Task requirements: Look through the records below, and whenever a line contains "PgPool", copy it.

Data excerpts:
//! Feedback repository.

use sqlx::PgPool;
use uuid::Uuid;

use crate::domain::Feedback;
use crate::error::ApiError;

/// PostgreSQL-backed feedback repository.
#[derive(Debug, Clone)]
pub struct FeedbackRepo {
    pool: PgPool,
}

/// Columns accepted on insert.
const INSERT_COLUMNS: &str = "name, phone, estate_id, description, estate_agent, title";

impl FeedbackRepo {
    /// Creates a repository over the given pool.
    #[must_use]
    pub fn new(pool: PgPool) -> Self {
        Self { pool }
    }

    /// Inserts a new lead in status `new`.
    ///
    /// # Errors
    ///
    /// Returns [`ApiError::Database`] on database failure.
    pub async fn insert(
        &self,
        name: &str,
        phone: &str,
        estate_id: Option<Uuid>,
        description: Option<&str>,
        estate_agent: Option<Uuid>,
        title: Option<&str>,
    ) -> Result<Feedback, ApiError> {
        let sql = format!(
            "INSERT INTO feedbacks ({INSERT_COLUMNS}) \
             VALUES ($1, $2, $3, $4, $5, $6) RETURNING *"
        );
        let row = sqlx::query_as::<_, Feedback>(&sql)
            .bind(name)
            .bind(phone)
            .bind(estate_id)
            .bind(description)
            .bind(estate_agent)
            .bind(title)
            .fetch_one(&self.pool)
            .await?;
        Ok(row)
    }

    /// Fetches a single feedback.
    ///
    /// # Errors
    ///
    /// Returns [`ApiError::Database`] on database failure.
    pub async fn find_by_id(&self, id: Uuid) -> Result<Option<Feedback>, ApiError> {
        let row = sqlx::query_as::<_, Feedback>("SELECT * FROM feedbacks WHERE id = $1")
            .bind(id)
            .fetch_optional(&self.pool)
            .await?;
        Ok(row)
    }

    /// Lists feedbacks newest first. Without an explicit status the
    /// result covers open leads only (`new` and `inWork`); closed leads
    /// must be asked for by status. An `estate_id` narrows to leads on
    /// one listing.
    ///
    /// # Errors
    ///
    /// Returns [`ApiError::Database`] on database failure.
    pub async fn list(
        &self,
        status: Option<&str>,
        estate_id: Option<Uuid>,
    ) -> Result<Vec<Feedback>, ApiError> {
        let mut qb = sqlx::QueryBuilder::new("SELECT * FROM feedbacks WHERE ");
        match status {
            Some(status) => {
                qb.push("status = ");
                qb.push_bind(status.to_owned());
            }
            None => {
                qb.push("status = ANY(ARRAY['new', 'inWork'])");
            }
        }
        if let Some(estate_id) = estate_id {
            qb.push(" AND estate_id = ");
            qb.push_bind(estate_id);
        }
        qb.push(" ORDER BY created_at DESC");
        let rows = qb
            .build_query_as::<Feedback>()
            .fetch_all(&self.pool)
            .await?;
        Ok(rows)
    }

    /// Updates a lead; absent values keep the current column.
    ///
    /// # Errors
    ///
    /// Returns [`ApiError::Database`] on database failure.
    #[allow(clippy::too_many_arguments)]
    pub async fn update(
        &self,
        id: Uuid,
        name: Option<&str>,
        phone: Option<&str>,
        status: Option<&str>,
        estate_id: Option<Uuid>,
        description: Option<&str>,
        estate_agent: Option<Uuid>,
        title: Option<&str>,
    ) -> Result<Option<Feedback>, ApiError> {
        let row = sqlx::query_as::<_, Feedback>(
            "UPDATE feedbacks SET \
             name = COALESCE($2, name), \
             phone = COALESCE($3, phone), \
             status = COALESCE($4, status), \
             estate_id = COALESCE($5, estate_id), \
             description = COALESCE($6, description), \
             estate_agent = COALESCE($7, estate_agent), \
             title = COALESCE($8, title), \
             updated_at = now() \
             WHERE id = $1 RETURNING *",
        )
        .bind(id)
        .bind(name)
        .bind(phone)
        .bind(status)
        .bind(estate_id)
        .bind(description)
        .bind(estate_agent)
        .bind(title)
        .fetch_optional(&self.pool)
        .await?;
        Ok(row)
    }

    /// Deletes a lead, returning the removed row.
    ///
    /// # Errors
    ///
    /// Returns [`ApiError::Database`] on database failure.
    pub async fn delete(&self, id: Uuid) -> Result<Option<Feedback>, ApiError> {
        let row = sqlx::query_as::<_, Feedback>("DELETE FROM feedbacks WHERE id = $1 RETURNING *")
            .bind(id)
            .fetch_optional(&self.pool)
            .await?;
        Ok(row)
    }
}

Reply to the task:
use sqlx::PgPool;
    pool: PgPool,
    pub fn new(pool: PgPool) -> Self {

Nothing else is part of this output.